Niyazi Zulfugar oghlu Taghizade Hajibeyov  () (1912–1984) was a prominent Soviet Azerbaijani conductor, and composer of the renowned symphonic mugham "Rast".

Early life
Niyazi was born on August 20, 1912 in Tbilisi in a family of prominent Shusha musicians. His father was the composer Zulfugar Hajibeyov. He is the nephew of Uzeyir Hajibeyov, the founder of the Azeri classical music. He was playing the violin in "Qırmızı Kadet" Turkish military orchestra in 1921. He studied at the Gnessin Music School in Moscow in 1925-1926. In 1929-30 he studied at the Central Musical Technical School in Leningrad (now Saint Petersburg), but dropped out due to health problems. He returned to Baku in 1931. Right after that he was sent to Dagestan where he met his future wife Həchər khanum. Hecher Khanum's family would not approve of the marriage. So she and Niyazi decided to run away and secretly married. They lived a very difficult yet fulfilling life. The great love of his wife gave him strengths to produce most of his masterpieces, which contributed to Azerbaijan's and the musical treasury of the rest of the world.

Works
Niyazi conducted many of the major symphony orchestras in Prague, Berlin, Budapest, Bucharest, New York, Paris, Istanbul, London, Tehran, Beijing and Ulan-Bator and played an important role in making the Azeri classical music known to the world.

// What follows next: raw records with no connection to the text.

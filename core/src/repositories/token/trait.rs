//! Refresh token repository trait defining the persistence contract.

use async_trait::async_trait;
use chrono::{DateTime, Utc};
use uuid::Uuid;

use crate::domain::entities::token::RefreshToken;
use crate::errors::DomainError;

/// Repository trait for RefreshToken persistence operations
///
/// Records are keyed by the SHA-256 hex digest of the refresh secret; callers
/// hash before every lookup. Implementations hold no business rules beyond the
/// conditional writes documented on [`mark_token_used`](Self::mark_token_used)
/// and [`revoke_all_user_tokens`](Self::revoke_all_user_tokens).
///
/// # Example
/// ```no_run
/// # use chrono::Utc;
/// # use dm_core::repositories::RefreshTokenRepository;
/// # async fn example(repo: &impl RefreshTokenRepository) -> Result<(), Box<dyn std::error::Error>> {
/// let hash = "9f86d081884c7d659a2feaa0c55ad015a3bf4f1b2b0b822cd15d6c15b0f00a08";
///
/// if repo.mark_token_used(hash, Utc::now()).await? {
///     println!("redeemed");
/// }
/// # Ok(())
/// # }
/// ```
#[async_trait]
pub trait RefreshTokenRepository: Send + Sync {
    /// Persist a new refresh token
    ///
    /// # Returns
    /// * `Ok(RefreshToken)` - The stored record
    /// * `Err(DomainError)` - Save failed (e.g., duplicate hash)
    async fn save_refresh_token(&self, token: RefreshToken) -> Result<RefreshToken, DomainError>;

    /// Overwrite an existing record, matched by `id`
    ///
    /// # Returns
    /// * `Err(DomainError::NotFound)` - No record with that id
    async fn update_refresh_token(&self, token: RefreshToken) -> Result<RefreshToken, DomainError>;

    /// Find a refresh token by its hashed value
    async fn find_refresh_token(&self, token_hash: &str)
        -> Result<Option<RefreshToken>, DomainError>;

    /// Find the refresh token bound to an access token `jti`
    async fn find_by_jwt_id(&self, jwt_id: &str) -> Result<Option<RefreshToken>, DomainError>;

    /// Active (not used, not revoked, unexpired at `now`) tokens of a user,
    /// newest first
    async fn find_active_by_user_id(
        &self,
        user_id: Uuid,
        now: DateTime<Utc>,
    ) -> Result<Vec<RefreshToken>, DomainError>;

    /// Every token of a user regardless of state, newest first
    async fn find_all_by_user_id(&self, user_id: Uuid) -> Result<Vec<RefreshToken>, DomainError>;

    /// Atomically redeem a token
    ///
    /// Performs the `Active -> Used` transition as one conditional write: the
    /// record must exist, be unused, unrevoked and unexpired at `at`.
    ///
    /// # Returns
    /// * `Ok(true)` - This call performed the transition
    /// * `Ok(false)` - The token was missing or no longer active
    async fn mark_token_used(&self, token_hash: &str, at: DateTime<Utc>)
        -> Result<bool, DomainError>;

    /// Revoke a specific refresh token
    ///
    /// # Returns
    /// * `Ok(true)` - Token was revoked by this call
    /// * `Ok(false)` - Token not found or already revoked
    async fn revoke_token(
        &self,
        token_hash: &str,
        reason: &str,
        at: DateTime<Utc>,
    ) -> Result<bool, DomainError>;

    /// Revoke every non-revoked token of a user in one set-based write
    ///
    /// Tokens saved after the write completes are unaffected.
    ///
    /// # Returns
    /// * `Ok(usize)` - Number of tokens revoked
    async fn revoke_all_user_tokens(
        &self,
        user_id: Uuid,
        reason: &str,
        at: DateTime<Utc>,
    ) -> Result<usize, DomainError>;

    /// Delete tokens whose `expires_at` is at or before `now`
    ///
    /// # Returns
    /// * `Ok(usize)` - Number of expired tokens deleted
    async fn delete_expired_tokens(&self, now: DateTime<Utc>) -> Result<usize, DomainError>;

    /// Count active tokens for a user
    async fn count_active_tokens(
        &self,
        user_id: Uuid,
        now: DateTime<Utc>,
    ) -> Result<usize, DomainError> {
        let tokens = self.find_active_by_user_id(user_id, now).await?;
        Ok(tokens.len())
    }
}
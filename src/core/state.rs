//! Canonical game state.
//!
//! `GameState` is one owned record: the players plus the turn pointers.
//! It has value semantics, so a clone is an independent snapshot that later
//! mutation of the live state cannot reach.

use serde::{Deserialize, Serialize};
use std::fmt;

use super::board::{CricketNumber, Multiplier};
use super::config::THROWS_PER_TURN;
use super::player::{Player, PlayerId, PlayerMap};

/// Players, turn pointer and counters.
#[derive(Clone, Debug, PartialEq, Eq, Hash, Serialize, Deserialize)]
pub struct GameState {
    pub players: PlayerMap<Player>,

    /// Whose turn it is.
    pub current_player: PlayerId,

    /// Throws already made in the current turn (0-2).
    pub throw_count: u8,

    /// Round number (starts at 1).
    pub round: u32,

    /// Throws made over the whole game.
    pub total_turns: u32,

    /// Multiplier of the last throw, kept for display only.
    pub last_multiplier: Option<Multiplier>,
}

impl GameState {
    /// Fresh state: everyone at zero, first player to throw, round 1.
    ///
    /// # Panics
    ///
    /// Panics if `names` is empty.
    pub fn new<S: AsRef<str>>(names: &[S]) -> Self {
        let players = PlayerMap::from_vec(names.iter().map(|n| Player::new(n.as_ref())).collect());

        Self {
            players,
            current_player: PlayerId::new(0),
            throw_count: 0,
            round: 1,
            total_turns: 0,
            last_multiplier: None,
        }
    }

    #[must_use]
    pub fn player_count(&self) -> usize {
        self.players.player_count()
    }

    #[must_use]
    pub fn player(&self, player: PlayerId) -> &Player {
        &self.players[player]
    }

    /// The player whose turn it is.
    #[must_use]
    pub fn current(&self) -> &Player {
        &self.players[self.current_player]
    }

    /// Throws in one full round (every player throws a full turn).
    #[must_use]
    pub fn throws_per_round(&self) -> u32 {
        THROWS_PER_TURN as u32 * self.player_count() as u32
    }

    /// Does any player other than `player` still have `number` open?
    #[must_use]
    pub fn opponents_open(&self, player: PlayerId, number: CricketNumber) -> bool {
        self.players
            .others(player)
            .any(|(_, p)| !p.marks.is_closed(number))
    }

    /// Header shown above the scoreboard.
    ///
    /// ```
    /// use dart_cricket::core::GameState;
    ///
    /// let state = GameState::new(&["A", "B"]);
    /// assert_eq!(state.status_line(), "Round: 1, A, Throw 1 / 3");
    /// ```
    #[must_use]
    pub fn status_line(&self) -> String {
        format!(
            "Round: {}, {}, Throw {} / {}",
            self.round,
            self.current().name,
            self.throw_count + 1,
            THROWS_PER_TURN
        )
    }
}

impl fmt::Display for GameState {
    fn fmt(&self, f: &mut fmt::Formatter<'_>) -> fmt::Result {
        writeln!(f, "{}", self.status_line())?;
        for (_, player) in self.players.iter() {
            writeln!(f, "{} ({})", player.name, player.total)?;
            for (number, _) in player.marks.iter() {
                writeln!(f, "  {}: {}", number, player.marks.rendered(number))?;
            }
        }
        Ok(())
    }
}
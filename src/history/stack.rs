//! Snapshot stack (LIFO).

use im::Vector;
use serde::{Deserialize, Serialize};

use crate::core::{GameState, Multiplier, ThrowRecord};

/// The state as it was before a throw, plus the throw itself.
#[derive(Clone, Debug, PartialEq, Eq, Serialize, Deserialize)]
pub struct HistoryEntry {
    /// Pre-throw state.
    pub state: GameState,

    /// The throw that was applied on top of `state`.
    pub record: ThrowRecord,
}

impl HistoryEntry {
    #[must_use]
    pub fn new(state: GameState, record: ThrowRecord) -> Self {
        Self { state, record }
    }

    /// Multiplier of the throw this entry precedes.
    #[must_use]
    pub fn multiplier(&self) -> Multiplier {
        self.record.throw.multiplier
    }
}

/// Append-only stack of snapshots, one per throw.
///
/// Backed by `im::Vector`, so cloning the whole history is O(1).
///
/// ```
/// use dart_cricket::core::{GameState, PlayerId, Throw, ThrowRecord};
/// use dart_cricket::history::{HistoryEntry, HistoryStack};
///
/// let mut history = HistoryStack::new();
/// assert!(history.pop().is_none());
///
/// let state = GameState::new(&["A", "B"]);
/// let record = ThrowRecord::new(PlayerId::new(0), Throw::miss(), 1, 0);
/// history.push(HistoryEntry::new(state.clone(), record));
///
/// assert_eq!(history.pop().map(|e| e.state), Some(state));
/// assert!(history.is_empty());
/// ```
#[derive(Clone, Debug, Default, PartialEq, Eq, Serialize, Deserialize)]
pub struct HistoryStack {
    /// Oldest first; the top of the stack is the back.
    entries: Vector<HistoryEntry>,
}

impl HistoryStack {
    pub fn new() -> Self {
        Self::default()
    }

    /// Push a snapshot.
    pub fn push(&mut self, entry: HistoryEntry) {
        self.entries.push_back(entry);
    }

    /// Remove and return the most recent snapshot. `None` when empty.
    pub fn pop(&mut self) -> Option<HistoryEntry> {
        self.entries.pop_back()
    }

    /// The most recent snapshot, if any.
    #[must_use]
    pub fn peek(&self) -> Option<&HistoryEntry> {
        self.entries.back()
    }

    #[must_use]
    pub fn len(&self) -> usize {
        self.entries.len()
    }

    #[must_use]
    pub fn is_empty(&self) -> bool {
        self.entries.is_empty()
    }

    /// Drop every snapshot.
    pub fn clear(&mut self) {
        self.entries.clear();
    }

    /// Snapshots from oldest to newest.
    pub fn iter(&self) -> impl Iterator<Item = &HistoryEntry> {
        self.entries.iter()
    }

    /// Throws still on the stack, oldest first.
    pub fn records(&self) -> impl Iterator<Item = &ThrowRecord> {
        self.entries.iter().map(|e| &e.record)
    }
}

#[cfg(test)]
mod tests {
    use super::*;
    use crate::core::{CricketNumber, PlayerId, Throw};

    fn entry(round: u32, throw: Throw) -> HistoryEntry {
        let mut state = GameState::new(&["A", "B"]);
        state.round = round;
        HistoryEntry::new(state, ThrowRecord::new(PlayerId::new(0), throw, round, 0))
    }

    #[test]
    fn test_lifo_order() {
        let mut history = HistoryStack::new();
        history.push(entry(1, Throw::miss()));
        history.push(entry(2, Throw::cricket(CricketNumber::Bull, Multiplier::Double)));

        assert_eq!(history.len(), 2);
        assert_eq!(history.peek().map(|e| e.state.round), Some(2));
        assert_eq!(history.pop().map(|e| e.multiplier()), Some(Multiplier::Double));
        assert_eq!(history.pop().map(|e| e.state.round), Some(1));
        assert!(history.pop().is_none());
    }

    #[test]
    fn test_empty_pop_is_noop() {
        let mut history = HistoryStack::new();
        for _ in 0..3 {
            assert!(history.pop().is_none());
        }
        assert!(history.is_empty());
    }

    #[test]
    fn test_snapshot_survives_live_mutation() {
        let mut live = GameState::new(&["A", "B"]);
        let mut history = HistoryStack::new();
        history.push(HistoryEntry::new(
            live.clone(),
            ThrowRecord::new(PlayerId::new(0), Throw::miss(), 1, 0),
        ));

        live.players[PlayerId::new(0)].marks.set(CricketNumber::Twenty, 3);
        live.throw_count = 2;

        let snapshot = history.pop().unwrap().state;
        assert_eq!(snapshot.player(PlayerId::new(0)).marks.get(CricketNumber::Twenty), 0);
        assert_eq!(snapshot.throw_count, 0);
    }

    #[test]
    fn test_clone_shares_nothing_observable() {
        let mut history = HistoryStack::new();
        history.push(entry(1, Throw::miss()));

        let copy = history.clone();
        history.clear();

        assert!(history.is_empty());
        assert_eq!(copy.len(), 1);
    }

    #[test]
    fn test_records() {
        let mut history = HistoryStack::new();
        history.push(entry(1, Throw::miss()));
        history.push(entry(1, Throw::cricket(CricketNumber::Twenty, Multiplier::Single)));

        let throws: Vec<_> = history.records().map(|r| r.throw).collect();
        assert_eq!(
            throws,
            vec![
                Throw::miss(),
                Throw::cricket(CricketNumber::Twenty, Multiplier::Single)
            ]
        );
    }
}
//! Scoring rules trait.
//!
//! A `ScoringRules` implementation turns one throw into a `ThrowOutcome`:
//! the actor's new mark count and the points credited to each player.
//! Scoring is pure. The caller decides when to apply the outcome.

use serde::{Deserialize, Serialize};
use smallvec::SmallVec;

use crate::core::{CricketNumber, Player, PlayerId, PlayerMap, Points, GameState, Throw};

/// Points credited to one player by a throw.
#[derive(Clone, Copy, Debug, PartialEq, Eq, Serialize, Deserialize)]
pub struct Credit {
    pub player: PlayerId,
    pub points: Points,
}

/// New mark count for the actor on a cricket number.
#[derive(Clone, Copy, Debug, PartialEq, Eq, Serialize, Deserialize)]
pub struct MarkChange {
    pub number: CricketNumber,
    pub before: u8,
    pub after: u8,
}

/// Everything one throw changes.
#[derive(Clone, Debug, PartialEq, Eq, Serialize, Deserialize)]
pub struct ThrowOutcome {
    /// The player who threw.
    pub actor: PlayerId,

    pub throw: Throw,

    /// Set when the throw landed on a cricket number.
    pub marks: Option<MarkChange>,

    /// Point credits, at most one per player.
    /// Most throws credit zero or one player, so no heap allocation.
    pub credits: SmallVec<[Credit; 4]>,
}

impl ThrowOutcome {
    /// An outcome with no marks and no credits.
    #[must_use]
    pub fn empty(actor: PlayerId, throw: Throw) -> Self {
        Self {
            actor,
            throw,
            marks: None,
            credits: SmallVec::new(),
        }
    }

    /// Credit `points` to `player`. Zero credits are dropped.
    pub fn credit(&mut self, player: PlayerId, points: Points) {
        if points.is_zero() {
            return;
        }
        match self.credits.iter_mut().find(|c| c.player == player) {
            Some(existing) => existing.points += points,
            None => self.credits.push(Credit { player, points }),
        }
    }

    /// Total points this throw credits to `player`.
    #[must_use]
    pub fn points_for(&self, player: PlayerId) -> Points {
        self.credits
            .iter()
            .filter(|c| c.player == player)
            .fold(Points::ZERO, |acc, c| acc + c.points)
    }

    /// Did this throw give points to someone other than the actor?
    #[must_use]
    pub fn is_transfer(&self) -> bool {
        self.credits.iter().any(|c| c.player != self.actor)
    }

    /// Did this throw close a number for the actor?
    #[must_use]
    pub fn closed_number(&self) -> Option<CricketNumber> {
        self.marks
            .filter(|m| m.before < 3 && m.after >= 3)
            .map(|m| m.number)
    }

    /// Write marks and credits into `players`.
    pub fn apply_to(&self, players: &mut PlayerMap<Player>) {
        if let Some(change) = self.marks {
            players[self.actor].marks.set(change.number, change.after);
        }
        for credit in &self.credits {
            players[credit.player].total += credit.points;
        }
    }
}

/// Scoring rules trait.
///
/// ## Implementation Notes
///
/// - `score` must be deterministic and must not mutate anything
/// - `score` may assume the throw is well-formed
pub trait ScoringRules {
    /// Score `throw` for the current player of `state`.
    fn score(&self, state: &GameState, throw: Throw) -> ThrowOutcome;

    /// Updated players after `throw`, leaving `state` untouched.
    fn apply(&self, state: &GameState, throw: Throw) -> (PlayerMap<Player>, ThrowOutcome) {
        let outcome = self.score(state, throw);
        let mut players = state.players.clone();
        outcome.apply_to(&mut players);
        (players, outcome)
    }
}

Niyazi was also a talented composer. Building upon the traditions of Uzeyir Hajibeyov, he splendidly synthesized the traditional Azeri folk songs and mugam with western classical symphonic music. Niyazi's most significant works include the opera "Khosrow and Shirin" (1942), and the ballet "Chitra" (1960). His symphonic mugam "Rast" achieved worldwide popularity and was included to the repertoire of many symphony orchestras around the world.

Niyazi was the conductor and music director of the Azerbaijan State Symphony orchestra for 46 years, from 1938 to his death. He died on August 2, 1984.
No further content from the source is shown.